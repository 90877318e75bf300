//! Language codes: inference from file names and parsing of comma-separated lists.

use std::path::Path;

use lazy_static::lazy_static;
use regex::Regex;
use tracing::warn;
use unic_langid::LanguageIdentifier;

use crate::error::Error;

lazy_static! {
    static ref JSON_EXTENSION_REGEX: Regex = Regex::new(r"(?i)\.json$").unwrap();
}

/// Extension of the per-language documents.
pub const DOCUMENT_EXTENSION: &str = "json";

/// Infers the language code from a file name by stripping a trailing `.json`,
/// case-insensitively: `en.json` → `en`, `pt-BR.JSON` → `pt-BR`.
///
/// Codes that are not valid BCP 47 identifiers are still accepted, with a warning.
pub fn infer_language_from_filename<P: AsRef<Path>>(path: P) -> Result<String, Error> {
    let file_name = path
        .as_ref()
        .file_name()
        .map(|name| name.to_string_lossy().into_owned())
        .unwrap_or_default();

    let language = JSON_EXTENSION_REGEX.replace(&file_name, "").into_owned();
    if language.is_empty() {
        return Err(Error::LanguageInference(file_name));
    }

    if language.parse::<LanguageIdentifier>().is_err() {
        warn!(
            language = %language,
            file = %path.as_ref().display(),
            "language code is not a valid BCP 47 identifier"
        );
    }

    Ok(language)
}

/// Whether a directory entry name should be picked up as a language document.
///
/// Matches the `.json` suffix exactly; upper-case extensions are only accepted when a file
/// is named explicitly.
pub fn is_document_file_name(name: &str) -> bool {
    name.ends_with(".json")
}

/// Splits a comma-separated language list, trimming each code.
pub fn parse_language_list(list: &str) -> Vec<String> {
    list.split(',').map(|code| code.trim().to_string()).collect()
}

---

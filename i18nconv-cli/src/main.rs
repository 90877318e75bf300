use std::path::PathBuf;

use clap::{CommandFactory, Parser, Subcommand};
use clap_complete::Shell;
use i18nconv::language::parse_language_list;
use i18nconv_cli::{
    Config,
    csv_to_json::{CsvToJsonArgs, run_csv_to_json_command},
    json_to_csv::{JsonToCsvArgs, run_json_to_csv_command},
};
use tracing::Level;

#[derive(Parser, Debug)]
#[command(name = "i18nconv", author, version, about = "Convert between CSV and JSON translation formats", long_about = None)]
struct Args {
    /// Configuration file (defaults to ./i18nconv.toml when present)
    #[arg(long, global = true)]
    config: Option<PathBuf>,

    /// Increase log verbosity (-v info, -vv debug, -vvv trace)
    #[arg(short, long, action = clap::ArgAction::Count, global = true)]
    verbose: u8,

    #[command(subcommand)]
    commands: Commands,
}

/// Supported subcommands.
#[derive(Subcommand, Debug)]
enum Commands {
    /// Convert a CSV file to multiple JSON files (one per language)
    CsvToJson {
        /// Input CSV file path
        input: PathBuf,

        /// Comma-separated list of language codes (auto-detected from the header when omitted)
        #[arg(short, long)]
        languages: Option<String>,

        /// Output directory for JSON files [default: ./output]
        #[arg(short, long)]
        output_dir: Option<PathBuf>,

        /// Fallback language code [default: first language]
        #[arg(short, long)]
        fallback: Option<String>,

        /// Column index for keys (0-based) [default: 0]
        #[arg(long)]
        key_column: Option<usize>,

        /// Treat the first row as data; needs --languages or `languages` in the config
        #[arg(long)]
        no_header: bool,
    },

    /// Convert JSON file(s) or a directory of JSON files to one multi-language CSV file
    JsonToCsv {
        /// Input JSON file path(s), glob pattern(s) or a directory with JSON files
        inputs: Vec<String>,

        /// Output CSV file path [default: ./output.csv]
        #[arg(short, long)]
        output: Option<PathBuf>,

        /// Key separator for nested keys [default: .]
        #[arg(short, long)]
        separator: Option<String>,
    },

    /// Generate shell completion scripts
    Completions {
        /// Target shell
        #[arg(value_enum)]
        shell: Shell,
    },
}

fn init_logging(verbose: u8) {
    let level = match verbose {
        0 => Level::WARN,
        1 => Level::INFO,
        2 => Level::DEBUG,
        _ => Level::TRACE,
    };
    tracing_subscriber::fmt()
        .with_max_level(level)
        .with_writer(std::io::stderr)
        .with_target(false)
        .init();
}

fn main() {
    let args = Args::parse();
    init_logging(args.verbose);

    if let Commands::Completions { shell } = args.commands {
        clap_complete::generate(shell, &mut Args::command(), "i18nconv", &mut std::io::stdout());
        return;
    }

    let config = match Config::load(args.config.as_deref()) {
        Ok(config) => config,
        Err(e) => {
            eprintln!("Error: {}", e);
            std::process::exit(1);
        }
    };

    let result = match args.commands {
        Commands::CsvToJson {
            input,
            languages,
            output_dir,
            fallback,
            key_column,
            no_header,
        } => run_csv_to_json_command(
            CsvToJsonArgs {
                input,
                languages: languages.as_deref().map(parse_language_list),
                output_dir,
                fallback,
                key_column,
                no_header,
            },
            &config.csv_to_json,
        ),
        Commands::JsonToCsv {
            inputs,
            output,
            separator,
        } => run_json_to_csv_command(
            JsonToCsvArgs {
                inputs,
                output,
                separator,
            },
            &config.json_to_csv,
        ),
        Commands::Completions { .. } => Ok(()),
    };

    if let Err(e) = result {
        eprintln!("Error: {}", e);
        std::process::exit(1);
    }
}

* * *

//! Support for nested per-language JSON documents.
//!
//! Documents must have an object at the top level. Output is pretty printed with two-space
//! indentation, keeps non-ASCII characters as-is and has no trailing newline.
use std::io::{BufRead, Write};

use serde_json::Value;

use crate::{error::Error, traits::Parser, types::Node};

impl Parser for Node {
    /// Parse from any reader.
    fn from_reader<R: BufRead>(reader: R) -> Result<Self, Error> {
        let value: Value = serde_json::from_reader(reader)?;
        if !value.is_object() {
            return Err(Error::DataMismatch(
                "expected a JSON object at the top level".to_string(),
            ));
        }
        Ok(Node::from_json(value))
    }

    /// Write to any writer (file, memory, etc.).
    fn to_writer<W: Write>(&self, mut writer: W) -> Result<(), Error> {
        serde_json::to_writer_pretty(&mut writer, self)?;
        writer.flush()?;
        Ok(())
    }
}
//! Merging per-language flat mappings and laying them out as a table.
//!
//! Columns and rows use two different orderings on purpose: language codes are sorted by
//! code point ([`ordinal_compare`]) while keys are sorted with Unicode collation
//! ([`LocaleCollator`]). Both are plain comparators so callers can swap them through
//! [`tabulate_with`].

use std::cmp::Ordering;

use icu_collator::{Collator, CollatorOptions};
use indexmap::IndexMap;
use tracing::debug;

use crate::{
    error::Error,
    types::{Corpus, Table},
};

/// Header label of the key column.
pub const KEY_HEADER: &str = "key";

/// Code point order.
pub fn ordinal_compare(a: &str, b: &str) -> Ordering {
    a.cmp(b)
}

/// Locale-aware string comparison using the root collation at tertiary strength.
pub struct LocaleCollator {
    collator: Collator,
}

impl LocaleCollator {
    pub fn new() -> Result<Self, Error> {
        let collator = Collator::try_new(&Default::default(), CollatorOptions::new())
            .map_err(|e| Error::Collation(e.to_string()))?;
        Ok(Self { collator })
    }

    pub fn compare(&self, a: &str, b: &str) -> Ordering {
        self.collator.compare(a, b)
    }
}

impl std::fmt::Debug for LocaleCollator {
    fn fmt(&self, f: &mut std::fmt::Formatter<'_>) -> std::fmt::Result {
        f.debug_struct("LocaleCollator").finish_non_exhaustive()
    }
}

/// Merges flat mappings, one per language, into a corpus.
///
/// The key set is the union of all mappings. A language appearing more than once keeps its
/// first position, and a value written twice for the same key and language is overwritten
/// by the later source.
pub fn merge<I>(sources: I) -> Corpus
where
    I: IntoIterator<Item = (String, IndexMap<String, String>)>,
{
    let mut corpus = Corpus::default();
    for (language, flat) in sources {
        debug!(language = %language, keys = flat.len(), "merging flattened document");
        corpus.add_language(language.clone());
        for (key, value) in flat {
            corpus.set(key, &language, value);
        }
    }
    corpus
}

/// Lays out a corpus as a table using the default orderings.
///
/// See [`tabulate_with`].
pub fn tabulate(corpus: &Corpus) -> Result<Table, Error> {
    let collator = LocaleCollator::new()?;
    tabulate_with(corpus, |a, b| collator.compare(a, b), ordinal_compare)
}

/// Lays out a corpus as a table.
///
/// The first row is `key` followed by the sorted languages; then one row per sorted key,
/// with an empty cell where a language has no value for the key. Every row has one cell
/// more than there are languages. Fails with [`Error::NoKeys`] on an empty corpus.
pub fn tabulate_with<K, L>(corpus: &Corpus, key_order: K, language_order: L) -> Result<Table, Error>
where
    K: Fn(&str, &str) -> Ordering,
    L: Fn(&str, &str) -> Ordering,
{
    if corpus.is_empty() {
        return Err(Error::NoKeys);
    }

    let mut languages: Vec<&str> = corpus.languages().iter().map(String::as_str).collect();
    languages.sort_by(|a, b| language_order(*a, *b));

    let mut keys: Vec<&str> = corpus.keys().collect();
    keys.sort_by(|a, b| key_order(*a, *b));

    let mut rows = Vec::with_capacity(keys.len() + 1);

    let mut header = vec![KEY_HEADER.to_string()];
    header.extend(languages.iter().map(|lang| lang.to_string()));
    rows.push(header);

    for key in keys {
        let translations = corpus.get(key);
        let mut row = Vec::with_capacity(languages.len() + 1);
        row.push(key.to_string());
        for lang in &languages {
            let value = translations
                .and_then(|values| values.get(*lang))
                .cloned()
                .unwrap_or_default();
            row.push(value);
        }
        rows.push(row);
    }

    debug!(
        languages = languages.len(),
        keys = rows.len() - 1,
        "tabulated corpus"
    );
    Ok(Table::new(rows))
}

## What needs to be done:
Using the material above, please count the lines in which the word "Convert" occurs and give the number with nothing added.

## Result of this exercise:
3